» **Data for processing**:
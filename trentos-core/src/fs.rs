//! Filesystem + Partition Manager.
//!
//! On-disk layout and partition-table formats are out of scope here; this
//! module models the partition bookkeeping and file-handle discipline
//! above an injected [`BlockDevice`], the same dependency-injection shape
//! used throughout this crate for anything touching real hardware.

use crate::error::{CoreError, ErrorCode, Result};
use std::collections::HashMap;

/// Injected block-addressable storage. Implementing a real device driver is
/// out of scope; [`MemoryBlockDevice`] stands in for tests.
pub trait BlockDevice: Send + Sync {
    fn block_size(&self) -> usize;
    fn block_count(&self) -> u64;
    fn read_block(&self, index: u64, buf: &mut [u8]) -> Result<()>;
    fn write_block(&self, index: u64, data: &[u8]) -> Result<()>;
}

pub struct MemoryBlockDevice {
    block_size: usize,
    blocks: parking_lot::Mutex<Vec<Vec<u8>>>,
}

impl MemoryBlockDevice {
    pub fn new(block_size: usize, block_count: u64) -> Self {
        Self {
            block_size,
            blocks: parking_lot::Mutex::new(vec![vec![0u8; block_size]; block_count as usize]),
        }
    }
}

impl BlockDevice for MemoryBlockDevice {
    fn block_size(&self) -> usize {
        self.block_size
    }

    fn block_count(&self) -> u64 {
        self.blocks.lock().len() as u64
    }

    fn read_block(&self, index: u64, buf: &mut [u8]) -> Result<()> {
        let blocks = self.blocks.lock();
        let block = blocks
            .get(index as usize)
            .ok_or_else(|| CoreError::new(ErrorCode::DeviceInvalidBlock, "block index out of range"))?;
        buf.copy_from_slice(block);
        Ok(())
    }

    fn write_block(&self, index: u64, data: &[u8]) -> Result<()> {
        let mut blocks = self.blocks.lock();
        let block = blocks
            .get_mut(index as usize)
            .ok_or_else(|| CoreError::new(ErrorCode::DeviceInvalidBlock, "block index out of range"))?;
        block.copy_from_slice(data);
        Ok(())
    }
}

#[derive(Clone, Copy, Debug, PartialEq, Eq)]
pub enum PartitionMode {
    ReadOnly,
    ReadWrite,
}

#[derive(Clone, Debug)]
pub struct PartitionDescriptor {
    pub id: u32,
    pub start_block: u64,
    pub end_block: u64,
    pub block_size: usize,
    pub mode: PartitionMode,
}

/// Owns the partition table for one block device. `init` validates the
/// descriptors exactly: extents within the disk, `start <
/// end`, distinct ids, positive block size.
pub struct PartitionManager {
    device: Box<dyn BlockDevice>,
    partitions: HashMap<u32, PartitionDescriptor>,
}

impl PartitionManager {
    pub fn new(device: Box<dyn BlockDevice>) -> Self {
        Self { device, partitions: HashMap::new() }
    }

    pub fn init(&mut self, descriptors: Vec<PartitionDescriptor>) -> Result<()> {
        let disk_blocks = self.device.block_count();
        let mut seen_ids = std::collections::HashSet::new();
        for d in &descriptors {
            if d.block_size == 0 {
                return Err(CoreError::invalid_parameter("partition block_size must be positive"));
            }
            if d.start_block >= d.end_block {
                return Err(CoreError::new(ErrorCode::FsPartitionId, "partition start_block must be before end_block"));
            }
            if d.end_block > disk_blocks {
                return Err(CoreError::new(ErrorCode::FsPartitionId, "partition extent exceeds disk size"));
            }
            if !seen_ids.insert(d.id) {
                return Err(CoreError::new(ErrorCode::FsPartitionId, "duplicate partition id"));
            }
        }
        self.partitions = descriptors.into_iter().map(|d| (d.id, d)).collect();
        Ok(())
    }

    pub fn partition(&self, id: u32) -> Result<&PartitionDescriptor> {
        self.partitions
            .get(&id)
            .ok_or_else(|| CoreError::new(ErrorCode::FsPartitionId, format!("no partition with id {id}")))
    }

    pub fn device(&self) -> &dyn BlockDevice {
        self.device.as_ref()
    }
}

macro_rules! bitflags_open_mode {
    ($(#[$meta:meta])* pub struct $name:ident: u32 { $(const $flag:ident = $value:expr;)+ }) => {
        $(#[$meta])*
        #[derive(Clone, Copy, Debug, Default, PartialEq, Eq)]
        pub struct $name(u32);

        impl $name {
            $(pub const $flag: Self = Self($value);)+

            pub const fn contains(self, other: Self) -> bool {
                self.0 & other.0 == other.0
            }
        }

        impl std::ops::BitOr for $name {
            type Output = Self;
            fn bitor(self, rhs: Self) -> Self {
                Self(self.0 | rhs.0)
            }
        }
    };
}

bitflags_open_mode! {
    pub struct OpenMode: u32 {
        const CREATE = 1 << 0;
        const EXCLUSIVE = 1 << 1;
        const TRUNCATE = 1 << 2;
    }
}

struct OpenFile {
    name: String,
    cursor: u64,
    contents: Vec<u8>,
}

/// Mounted filesystem over one open partition handle. Unmount
/// closes every open file; files stay closed if the owning partition is
/// unmounted while they are held open (no "keep-alive" semantics).
pub struct FilesystemContext {
    partition_id: u32,
    mode: PartitionMode,
    max_open_files: usize,
    mounted: parking_lot::Mutex<bool>,
    files: parking_lot::Mutex<HashMap<u32, OpenFile>>,
    next_handle: std::sync::atomic::AtomicU32,
    storage: parking_lot::Mutex<HashMap<String, Vec<u8>>>,
}

impl FilesystemContext {
    pub fn new(partition_id: u32, mode: PartitionMode, max_open_files: usize) -> Self {
        Self {
            partition_id,
            mode,
            max_open_files,
            mounted: parking_lot::Mutex::new(false),
            files: parking_lot::Mutex::new(HashMap::new()),
            next_handle: std::sync::atomic::AtomicU32::new(1),
            storage: parking_lot::Mutex::new(HashMap::new()),
        }
    }

    pub fn mount(&self) -> Result<()> {
        let mut mounted = self.mounted.lock();
        if *mounted {
            return Err(CoreError::new(ErrorCode::FsAlreadyMounted, "partition is already mounted"));
        }
        *mounted = true;
        Ok(())
    }

    /// Unmount, closing every currently open file.
    pub fn unmount(&self) -> Result<()> {
        let mut mounted = self.mounted.lock();
        if !*mounted {
            return Err(CoreError::new(ErrorCode::FsNotMounted, "partition is not mounted"));
        }
        self.files.lock().clear();
        *mounted = false;
        Ok(())
    }

    fn require_mounted(&self) -> Result<()> {
        if !*self.mounted.lock() {
            return Err(CoreError::new(ErrorCode::FsNotMounted, "filesystem is not mounted"));
        }
        Ok(())
    }

    pub fn open(&self, name: &str, mode: OpenMode) -> Result<u32> {
        self.require_mounted()?;
        let mut storage = self.storage.lock();
        let exists = storage.contains_key(name);
        if exists && mode.contains(OpenMode::EXCLUSIVE) && mode.contains(OpenMode::CREATE) {
            return Err(CoreError::new(ErrorCode::FsOpen, "file already exists and CREATE|EXCLUSIVE was requested"));
        }
        if !exists && !mode.contains(OpenMode::CREATE) {
            return Err(CoreError::new(ErrorCode::FsOpen, format!("no file named '{name}'")));
        }
        if !exists {
            storage.insert(name.to_string(), Vec::new());
        } else if mode.contains(OpenMode::TRUNCATE) {
            storage.get_mut(name).unwrap().clear();
        }
        let contents = storage.get(name).cloned().unwrap_or_default();
        drop(storage);

        let mut files = self.files.lock();
        if files.len() >= self.max_open_files {
            return Err(CoreError::new(ErrorCode::FsTooManyOpenFiles, "too many open files on this partition"));
        }
        let handle = self.next_handle.fetch_add(1, std::sync::atomic::Ordering::Relaxed);
        files.insert(handle, OpenFile { name: name.to_string(), cursor: 0, contents });
        Ok(handle)
    }

    pub fn read(&self, handle: u32, offset: u64, buf: &mut [u8]) -> Result<usize> {
        self.require_mounted()?;
        let mut files = self.files.lock();
        let file = files
            .get_mut(&handle)
            .ok_or_else(|| CoreError::invalid_handle("file handle does not map to an open file"))?;
        if offset > file.contents.len() as u64 {
            return Err(CoreError::new(ErrorCode::FsOffset, "read offset past end of file"));
        }
        let start = offset as usize;
        let n = buf.len().min(file.contents.len() - start);
        buf[..n].copy_from_slice(&file.contents[start..start + n]);
        file.cursor = offset + n as u64;
        Ok(n)
    }

    pub fn write(&self, handle: u32, offset: u64, data: &[u8]) -> Result<usize> {
        self.require_mounted()?;
        if self.mode == PartitionMode::ReadOnly {
            return Err(CoreError::new(ErrorCode::FsOperationDenied, "partition is mounted read-only"));
        }
        let mut files = self.files.lock();
        let file = files
            .get_mut(&handle)
            .ok_or_else(|| CoreError::invalid_handle("file handle does not map to an open file"))?;
        let start = offset as usize;
        if file.contents.len() < start + data.len() {
            file.contents.resize(start + data.len(), 0);
        }
        file.contents[start..start + data.len()].copy_from_slice(data);
        file.cursor = offset + data.len() as u64;
        let name = file.name.clone();
        let contents = file.contents.clone();
        drop(files);
        self.storage.lock().insert(name, contents);
        Ok(data.len())
    }

    pub fn close(&self, handle: u32) -> Result<()> {
        self.require_mounted()?;
        self.files
            .lock()
            .remove(&handle)
            .map(|_| ())
            .ok_or_else(|| CoreError::invalid_handle("file handle does not map to an open file"))
    }

    pub fn partition_id(&self) -> u32 {
        self.partition_id
    }

    /// Close the partition handle. A still-mounted partition is implicitly
    /// unmounted first (closing every open file along the way); closing an
    /// already-unmounted partition is a no-op.
    pub fn close_partition(&self) -> Result<()> {
        if *self.mounted.lock() {
            self.unmount()?;
        }
        Ok(())
    }
}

» **Description of the task**: Where a line of the records above holds the word "bool", copy that line.

» **Written reply**:
            pub const fn contains(self, other: Self) -> bool {
    mounted: parking_lot::Mutex<bool>,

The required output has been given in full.